Finally, a situation that businesses and law firms may want to prepare for is the possibility for a major political change in the future, including a potential change of government. Since the agreement took place, not only have a number of high-profile ministers resigned from office but an ever-growing number of MPs have submitted letters of no confidence on Mrs May as well. As a matter of background, a vote of no confidence is a vote by the PM’s own MPs against her to be deemed as no longer fit to hold her office. For the vote to succeed, a total of 48 Tory MP’s vote is required. To date, approximately 25 votes has been obtained. If Mrs May wins the confidence vote, she will remain in office and awarded immunity for a year. If she loses the vote, she will have to resign.
Contributed by: Angel Siah
The US Tech Stock Sell-off:
The story:
US stocks have experienced extreme volatility over the past two months.
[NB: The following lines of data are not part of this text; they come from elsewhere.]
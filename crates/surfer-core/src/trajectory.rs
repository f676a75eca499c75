//! The ordered result of a run, with hashing and binary snapshots.
//!
//! Snapshots are `bitcode` payloads behind a versioned header, so a stored
//! trajectory can be recognised and rejected before its steps are trusted.

use serde::{Deserialize, Serialize};

use crate::quantity::Quantity;
use crate::step::{Step, VectorQuantity};

// ---------------------------------------------------------------------------
// Constants
// ---------------------------------------------------------------------------

/// Magic number identifying a trajectory snapshot.
pub const SNAPSHOT_MAGIC: u32 = 0x5F5F_0001;

/// Snapshot layout version. Bump whenever `Step` changes shape.
pub const FORMAT_VERSION: u32 = 1;

// ---------------------------------------------------------------------------
// Error types
// ---------------------------------------------------------------------------

/// A trajectory could not be encoded.
#[derive(Debug, thiserror::Error)]
pub enum SerializeError {
    #[error("failed to encode trajectory: {0}")]
    Encode(String),
}

/// A byte buffer is not a trajectory snapshot this build can read.
#[derive(Debug, thiserror::Error)]
pub enum DeserializeError {
    #[error("not a trajectory snapshot (magic 0x{0:08X})")]
    InvalidMagic(u32),
    #[error("snapshot version {0} is no longer readable (current is {FORMAT_VERSION})")]
    UnsupportedVersion(u32),
    #[error("snapshot version {0} is newer than {FORMAT_VERSION}")]
    FutureVersion(u32),
    #[error("header claims {expected} steps, payload has {actual}")]
    StepCount { expected: u64, actual: u64 },
    #[error("failed to decode trajectory: {0}")]
    Decode(String),
}

// ---------------------------------------------------------------------------
// Snapshot header
// ---------------------------------------------------------------------------

/// Header stored in front of every trajectory snapshot.
#[derive(Debug, Clone, PartialEq, Serialize, Deserialize)]
pub struct SnapshotHeader {
    pub magic: u32,
    pub version: u32,
    pub step_count: u64,
}

impl SnapshotHeader {
    /// Header for a payload of `step_count` steps.
    pub fn new(step_count: u64) -> Self {
        Self {
            magic: SNAPSHOT_MAGIC,
            version: FORMAT_VERSION,
            step_count,
        }
    }

    /// Check the magic number and version. The step count is checked
    /// against the payload once it is decoded.
    pub fn validate(&self) -> Result<(), DeserializeError> {
        if self.magic != SNAPSHOT_MAGIC {
            return Err(DeserializeError::InvalidMagic(self.magic));
        }
        match self.version.cmp(&FORMAT_VERSION) {
            std::cmp::Ordering::Less => Err(DeserializeError::UnsupportedVersion(self.version)),
            std::cmp::Ordering::Greater => Err(DeserializeError::FutureVersion(self.version)),
            std::cmp::Ordering::Equal => Ok(()),
        }
    }
}

#[derive(Debug, Serialize, Deserialize)]
struct TrajectorySnapshot {
    header: SnapshotHeader,
    steps: Vec<Step>,
}

// ---------------------------------------------------------------------------
// StateHash
// ---------------------------------------------------------------------------

/// FNV-1a (64-bit) accumulator for comparing runs. Not cryptographic.
#[derive(Debug, Clone, Copy, PartialEq, Eq)]
pub struct StateHash(pub u64);

impl StateHash {
    const FNV_OFFSET: u64 = 0xcbf29ce484222325;
    const FNV_PRIME: u64 = 0x100000001b3;

    pub fn new() -> Self {
        Self(Self::FNV_OFFSET)
    }

    pub fn write(&mut self, bytes: &[u8]) {
        for &b in bytes {
            self.0 ^= b as u64;
            self.0 = self.0.wrapping_mul(Self::FNV_PRIME);
        }
    }

    pub fn write_u64(&mut self, v: u64) {
        self.write(&v.to_le_bytes());
    }

    pub fn write_i64(&mut self, v: i64) {
        self.write(&v.to_le_bytes());
    }

    /// Feeds the bit pattern, so `0.0` and `-0.0` hash differently.
    pub fn write_f64(&mut self, v: f64) {
        self.write(&v.to_bits().to_le_bytes());
    }

    pub fn write_quantity(&mut self, q: &Quantity) {
        self.write_f64(q.value());
        self.write(q.unit().symbol().as_bytes());
    }

    pub fn write_vector(&mut self, v: &VectorQuantity) {
        self.write_quantity(&v.magnitude);
        self.write_quantity(&v.direction);
    }

    /// Feed every field of a step, in declaration order.
    pub fn write_step(&mut self, step: &Step) {
        self.write_u64(step.step);
        self.write_i64(step.date.timestamp_millis());
        self.write_f64(step.location.lat);
        self.write_f64(step.location.lng);
        self.write_quantity(&step.solar_power);
        self.write_quantity(&step.solar_voltage);
        self.write_quantity(&step.battery_voltage);
        self.write_vector(&step.sea_current);
        match &step.drag {
            Some(drag) => {
                self.write(&[1]);
                self.write_quantity(drag);
            }
            None => self.write(&[0]),
        }
        self.write_quantity(&step.thrust);
        self.write_vector(&step.velocity);
        self.write(&[step.storm as u8]);
        self.write_quantity(&step.distance_from_start);
    }

    pub fn finish(self) -> u64 {
        self.0
    }
}

impl Default for StateHash {
    fn default() -> Self {
        Self::new()
    }
}

// ---------------------------------------------------------------------------
// Trajectory
// ---------------------------------------------------------------------------

/// Steps 1..=N of a run, in order. Step 0 is implicit and never stored.
#[derive(Debug, Clone, Default, PartialEq, Serialize, Deserialize)]
pub struct Trajectory {
    steps: Vec<Step>,
}

impl Trajectory {
    pub(crate) fn with_capacity(capacity: usize) -> Self {
        Self {
            steps: Vec::with_capacity(capacity),
        }
    }

    pub(crate) fn push(&mut self, step: Step) {
        self.steps.push(step);
    }

    pub fn steps(&self) -> &[Step] {
        &self.steps
    }

    pub fn len(&self) -> usize {
        self.steps.len()
    }

    pub fn is_empty(&self) -> bool {
        self.steps.is_empty()
    }

    pub fn first(&self) -> Option<&Step> {
        self.steps.first()
    }

    pub fn last(&self) -> Option<&Step> {
        self.steps.last()
    }

    pub fn iter(&self) -> std::slice::Iter<'_, Step> {
        self.steps.iter()
    }

    /// Give up the steps without copying.
    pub fn into_steps(self) -> Vec<Step> {
        self.steps
    }

    /// Number of steps in which the storm event fired.
    pub fn storm_count(&self) -> usize {
        self.steps.iter().filter(|s| s.storm).count()
    }

    /// Hash every step in order. Identical runs hash identically.
    pub fn state_hash(&self) -> u64 {
        let mut h = StateHash::new();
        h.write_u64(self.steps.len() as u64);
        for step in &self.steps {
            h.write_step(step);
        }
        h.finish()
    }

    /// Encode the trajectory as a versioned binary snapshot.
    pub fn to_snapshot(&self) -> Result<Vec<u8>, SerializeError> {
        let snapshot = TrajectorySnapshot {
            header: SnapshotHeader::new(self.steps.len() as u64),
            steps: self.steps.clone(),
        };
        bitcode::serialize(&snapshot).map_err(|e| SerializeError::Encode(e.to_string()))
    }

    /// Decode a snapshot, validating its header before trusting the steps.
    pub fn from_snapshot(data: &[u8]) -> Result<Self, DeserializeError> {
        let snapshot: TrajectorySnapshot =
            bitcode::deserialize(data).map_err(|e| DeserializeError::Decode(e.to_string()))?;
        snapshot.header.validate()?;
        let actual = snapshot.steps.len() as u64;
        if snapshot.header.step_count != actual {
            return Err(DeserializeError::StepCount {
                expected: snapshot.header.step_count,
                actual,
            });
        }
        Ok(Self {
            steps: snapshot.steps,
        })
    }
}

impl From<Vec<Step>> for Trajectory {
    fn from(steps: Vec<Step>) -> Self {
        Self { steps }
    }
}

impl<'a> IntoIterator for &'a Trajectory {
    type Item = &'a Step;
    type IntoIter = std::slice::Iter<'a, Step>;

    fn into_iter(self) -> Self::IntoIter {
        self.steps.iter()
    }
}

impl IntoIterator for Trajectory {
    type Item = Step;
    type IntoIter = std::vec::IntoIter<Step>;

    fn into_iter(self) -> Self::IntoIter {
        self.steps.into_iter()
    }
}

#[cfg(test)]
mod tests {
    use super::*;
    use crate::config::SimConfig;
    use chrono::{TimeZone, Utc};

    fn two_steps() -> Trajectory {
        let config =
            SimConfig::starting_at(Utc.with_ymd_and_hms(2024, 6, 1, 12, 0, 0).unwrap());
        let mut first = Step::origin(&config);
        first.step = 1;
        let mut second = first.clone();
        second.step = 2;
        second.storm = true;
        Trajectory::from(vec![first, second])
    }

    fn encode_raw(header: SnapshotHeader, steps: Vec<Step>) -> Vec<u8> {
        bitcode::serialize(&TrajectorySnapshot { header, steps }).unwrap()
    }

    #[test]
    fn state_hash_deterministic() {
        let mut h1 = StateHash::new();
        h1.write_u64(42);
        h1.write_f64(1.5);
        let mut h2 = StateHash::new();
        h2.write_u64(42);
        h2.write_f64(1.5);
        assert_eq!(h1.finish(), h2.finish());
    }

    #[test]
    fn state_hash_order_matters() {
        let mut h1 = StateHash::new();
        h1.write_u64(1);
        h1.write_u64(2);
        let mut h2 = StateHash::new();
        h2.write_u64(2);
        h2.write_u64(1);
        assert_ne!(h1.finish(), h2.finish());
    }

    #[test]
    fn trajectory_hash_sees_every_field() {
        let a = two_steps();
        let mut steps = a.clone().into_steps();
        steps[1].storm = false;
        let b = Trajectory::from(steps);
        assert_eq!(a.state_hash(), two_steps().state_hash());
        assert_ne!(a.state_hash(), b.state_hash());
    }

    #[test]
    fn snapshot_round_trip() {
        let trajectory = two_steps();
        let bytes = trajectory.to_snapshot().unwrap();
        let restored = Trajectory::from_snapshot(&bytes).unwrap();
        assert_eq!(restored, trajectory);
        assert_eq!(restored.storm_count(), 1);
    }

    #[test]
    fn snapshot_rejects_bad_magic() {
        let mut header = SnapshotHeader::new(0);
        header.magic = 0xDEAD_BEEF;
        let bytes = encode_raw(header, Vec::new());
        let err = Trajectory::from_snapshot(&bytes).unwrap_err();
        assert!(matches!(err, DeserializeError::InvalidMagic(0xDEAD_BEEF)));
    }

    #[test]
    fn snapshot_rejects_future_version() {
        let mut header = SnapshotHeader::new(0);
        header.version = FORMAT_VERSION + 1;
        let bytes = encode_raw(header, Vec::new());
        let err = Trajectory::from_snapshot(&bytes).unwrap_err();
        assert!(matches!(err, DeserializeError::FutureVersion(_)));
    }

    #[test]
    fn snapshot_rejects_step_count_mismatch() {
        let bytes = encode_raw(SnapshotHeader::new(5), two_steps().into_steps());
        let err = Trajectory::from_snapshot(&bytes).unwrap_err();
        assert!(matches!(
            err,
            DeserializeError::StepCount {
                expected: 5,
                actual: 2
            }
        ));
    }

    #[test]
    fn garbage_fails_to_decode() {
        let err = Trajectory::from_snapshot(&[1, 2, 3]).unwrap_err();
        assert!(matches!(err, DeserializeError::Decode(_)));
    }
}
The S&P 500 and tech-heavy NASDAQ ended October 6.9% and 11% down, making it the indices’ worst performing month since 2009. Investors seeking to ‘buy the dip’ were wrongfooted, as the stock sell-off continued well into November. Tech stocks were particularly hard hit. The sell-off has seen more than $1 trillion worth of market value wiped off from the big five ‘FAANG’ technology companies. Last Tuesday, Apple fell 3.9%, Facebook dropped 3.4%, Netflix declined by 5%, Amazon dropped 4.4% and Google parent Alphabet fell 2.3%.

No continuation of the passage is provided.